| What to do |
Below are some records. Copy every line in them that holds "PathBuf".

| Records for this task |
▼
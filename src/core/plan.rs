//! Dry-run plan for a release
//!
//! A `ReleasePlan` lists every step the coordinator would take, built from the
//! same op lists the coordinator executes. Plans are JSON-serializable for
//! review in CI.
//!
//! ```text
//! ReleaseRequest + ReleaseSettings
//!   ↓
//! ReleasePlan (what to do)
//!   ↓
//! to_human_readable() / JSON
//! ```

use crate::core::config::ReleaseSettings;
use crate::core::descriptor::DeploymentEntry;
use crate::core::release::ReleaseRequest;
use crate::core::vcs::GitOp;
use crate::core::vcs::ops::{commit_ops, release_branch_ops};
use crate::utils::slash_path;
use serde::Serialize;
use std::fmt::Write as _;
use std::path::{Path, PathBuf};

/// Placeholder for the per-run workspace directory
const WORKSPACE: &str = "<workspace>";

/// A single planned step
#[derive(Debug, Clone, Serialize, PartialEq, Eq)]
#[serde(tag = "step", rename_all = "snake_case")]
pub enum PlannedStep {
  /// Create the workspace under `root`
  AcquireWorkspace { root: String },

  /// Run a git op, in `repo` when set
  Git {
    repo: Option<String>,
    #[serde(flatten)]
    op: GitOp,
  },

  /// Write the descriptor (commit filled in at run time)
  WriteDescriptor { path: String },

  /// Remove the workspace
  ReleaseWorkspace,
}

/// One pipeline phase of the plan
#[derive(Debug, Clone, Serialize)]
pub struct PlannedPhase {
  pub name: String,
  pub steps: Vec<PlannedStep>,
}

/// Everything a run would do, without doing it
#[derive(Debug, Clone, Serialize)]
pub struct ReleasePlan {
  pub branch: String,
  pub descriptor_path: String,
  pub commit_message: String,
  pub deploy_entry: DeploymentEntry,
  pub phases: Vec<PlannedPhase>,
}

impl ReleasePlan {
  /// Build the plan for `request`
  pub fn build(request: &ReleaseRequest, settings: &ReleaseSettings) -> Self {
    let branch = request.branch_name();
    let remote = settings.git.remote.as_str();
    let descriptor = settings.descriptor_relative_path(&request.descriptor_file_name());
    let workspace = PathBuf::from(WORKSPACE);
    let target = workspace.join("target");
    let config = workspace.join("config");

    let in_repo = |repo: &Path, op: GitOp| PlannedStep::Git {
      repo: Some(slash_path(repo)),
      op,
    };
    let clone = |url: &str, dest: &Path| PlannedStep::Git {
      repo: None,
      op: GitOp::Clone {
        url: url.to_string(),
        dest: dest.to_path_buf(),
      },
    };

    let mut target_steps = vec![clone(&request.target_repo, &target)];
    target_steps.extend(
      release_branch_ops(&request.source_branch, &branch, remote)
        .into_iter()
        .map(|op| in_repo(&target, op)),
    );
    target_steps.push(in_repo(&target, GitOp::ResolveHead));

    let commit_message = settings
      .commit
      .render(&request.project, &request.version, &branch, request.suffix());

    let mut config_steps = vec![
      clone(&request.config_repo, &config),
      PlannedStep::WriteDescriptor {
        path: slash_path(&config.join(&descriptor)),
      },
    ];
    config_steps.extend(
      commit_ops(&commit_message, remote)
        .into_iter()
        .map(|op| in_repo(&config, op)),
    );

    let phases = vec![
      PlannedPhase {
        name: "setup".to_string(),
        steps: vec![PlannedStep::AcquireWorkspace {
          root: slash_path(&settings.workspace.root_or_default()),
        }],
      },
      PlannedPhase {
        name: "target repo".to_string(),
        steps: target_steps,
      },
      PlannedPhase {
        name: "config repo".to_string(),
        steps: config_steps,
      },
      PlannedPhase {
        name: "cleanup".to_string(),
        steps: vec![PlannedStep::ReleaseWorkspace],
      },
    ];

    Self {
      deploy_entry: DeploymentEntry {
        name: request.deploy_entry_name(),
        branch: branch.clone(),
        commit: "<HEAD after push>".to_string(),
      },
      branch,
      descriptor_path: slash_path(&descriptor),
      commit_message,
      phases,
    }
  }

  /// Total number of steps
  pub fn step_count(&self) -> usize {
    self.phases.iter().map(|p| p.steps.len()).sum()
  }

  /// Render for terminal output
  pub fn to_human_readable(&self, git_program: &str) -> String {
    let mut out = String::new();
    let _ = writeln!(out, "📋 Release plan for {} ({} steps)", self.branch, self.step_count());
    let _ = writeln!(out, "   Descriptor:     {}", self.descriptor_path);
    let _ = writeln!(out, "   Deploy entry:   {}", self.deploy_entry.name);
    let _ = writeln!(out, "   Commit message: {}", self.commit_message);

    for (i, phase) in self.phases.iter().enumerate() {
      let _ = writeln!(out, "\n {}. {}", i + 1, phase.name);
      for step in &phase.steps {
        let line = match step {
          PlannedStep::AcquireWorkspace { root } => format!("create workspace under {}", root),
          PlannedStep::Git { repo: Some(repo), op } => format!("(in {}) $ {} {}", repo, git_program, op.describe()),
          PlannedStep::Git { repo: None, op } => format!("$ {} {}", git_program, op.describe()),
          PlannedStep::WriteDescriptor { path } => format!("write {}", path),
          PlannedStep::ReleaseWorkspace => "remove workspace".to_string(),
        };
        let _ = writeln!(out, "    - {}", line);
      }
    }

    out
  }
}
▲
| Exercise solution |
use std::path::{Path, PathBuf};
    let workspace = PathBuf::from(WORKSPACE);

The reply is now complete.